(Dataset entries)

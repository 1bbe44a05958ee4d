// SPDX-License-Identifier: MIT OR Apache-2.0
//! Process-wide master key loading and validation.

use zeroize::{Zeroize, ZeroizeOnDrop};

use crate::{Result, VaultError};

/// Environment variable holding the hex-encoded master key.
pub const MASTER_KEY_ENV: &str = "TENANT_MASTER_KEY";

/// Minimum decoded master key length in bytes.
pub const MIN_MASTER_KEY_BYTES: usize = 32;

/// The process master key. Never persisted, never logged; zeroized on drop.
///
/// All tenant data keys are wrapped under keys derived from this value, so
/// the process must refuse to start without it.
#[derive(Zeroize, ZeroizeOnDrop)]
pub struct MasterKey {
    bytes: Vec<u8>,
}

impl std::fmt::Debug for MasterKey {
    fn fmt(&self, f: &mut std::fmt::Formatter<'_>) -> std::fmt::Result {
        f.write_str("MasterKey(<redacted>)")
    }
}

impl MasterKey {
    /// Parse a hex-encoded master key, requiring at least 32 decoded bytes.
    pub fn from_hex(hex_str: &str) -> Result<Self> {
        let bytes = hex::decode(hex_str.trim())
            .map_err(|_| VaultError::InvalidMasterKey("not valid hex".into()))?;
        if bytes.len() < MIN_MASTER_KEY_BYTES {
            return Err(VaultError::InvalidMasterKey(format!(
                "need at least {MIN_MASTER_KEY_BYTES} bytes, got {}",
                bytes.len()
            )));
        }
        Ok(Self { bytes })
    }

    /// Load the master key from `TENANT_MASTER_KEY`. Startup fails here if
    /// the variable is absent or malformed.
    pub fn from_env() -> Result<Self> {
        let raw = std::env::var(MASTER_KEY_ENV)
            .map_err(|_| VaultError::InvalidMasterKey(format!("{MASTER_KEY_ENV} is not set")))?;
        Self::from_hex(&raw)
    }

    pub fn as_bytes(&self) -> &[u8] {
        &self.bytes
    }
}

▶ [What the task asks]
All the records above need to be transcribed exactly and in full.

▶ [Completed task]
repository 1bbe44a05958ee4d
// SPDX-License-Identifier: MIT OR Apache-2.0
//! Process-wide master key loading and validation.

use zeroize::{Zeroize, ZeroizeOnDrop};

use crate::{Result, VaultError};

/// Environment variable holding the hex-encoded master key.
pub const MASTER_KEY_ENV: &str = "TENANT_MASTER_KEY";

/// Minimum decoded master key length in bytes.
pub const MIN_MASTER_KEY_BYTES: usize = 32;

/// The process master key. Never persisted, never logged; zeroized on drop.
///
/// All tenant data keys are wrapped under keys derived from this value, so
/// the process must refuse to start without it.
#[derive(Zeroize, ZeroizeOnDrop)]
pub struct MasterKey {
    bytes: Vec<u8>,
}

impl std::fmt::Debug for MasterKey {
    fn fmt(&self, f: &mut std::fmt::Formatter<'_>) -> std::fmt::Result {
        f.write_str("MasterKey(<redacted>)")
    }
}

impl MasterKey {
    /// Parse a hex-encoded master key, requiring at least 32 decoded bytes.
    pub fn from_hex(hex_str: &str) -> Result<Self> {
        let bytes = hex::decode(hex_str.trim())
            .map_err(|_| VaultError::InvalidMasterKey("not valid hex".into()))?;
        if bytes.len() < MIN_MASTER_KEY_BYTES {
            return Err(VaultError::InvalidMasterKey(format!(
                "need at least {MIN_MASTER_KEY_BYTES} bytes, got {}",
                bytes.len()
            )));
        }
        Ok(Self { bytes })
    }

    /// Load the master key from `TENANT_MASTER_KEY`. Startup fails here if
    /// the variable is absent or malformed.
    pub fn from_env() -> Result<Self> {
        let raw = std::env::var(MASTER_KEY_ENV)
            .map_err(|_| VaultError::InvalidMasterKey(format!("{MASTER_KEY_ENV} is not set")))?;
        Self::from_hex(&raw)
    }

    pub fn as_bytes(&self) -> &[u8] {
        &self.bytes
    }
}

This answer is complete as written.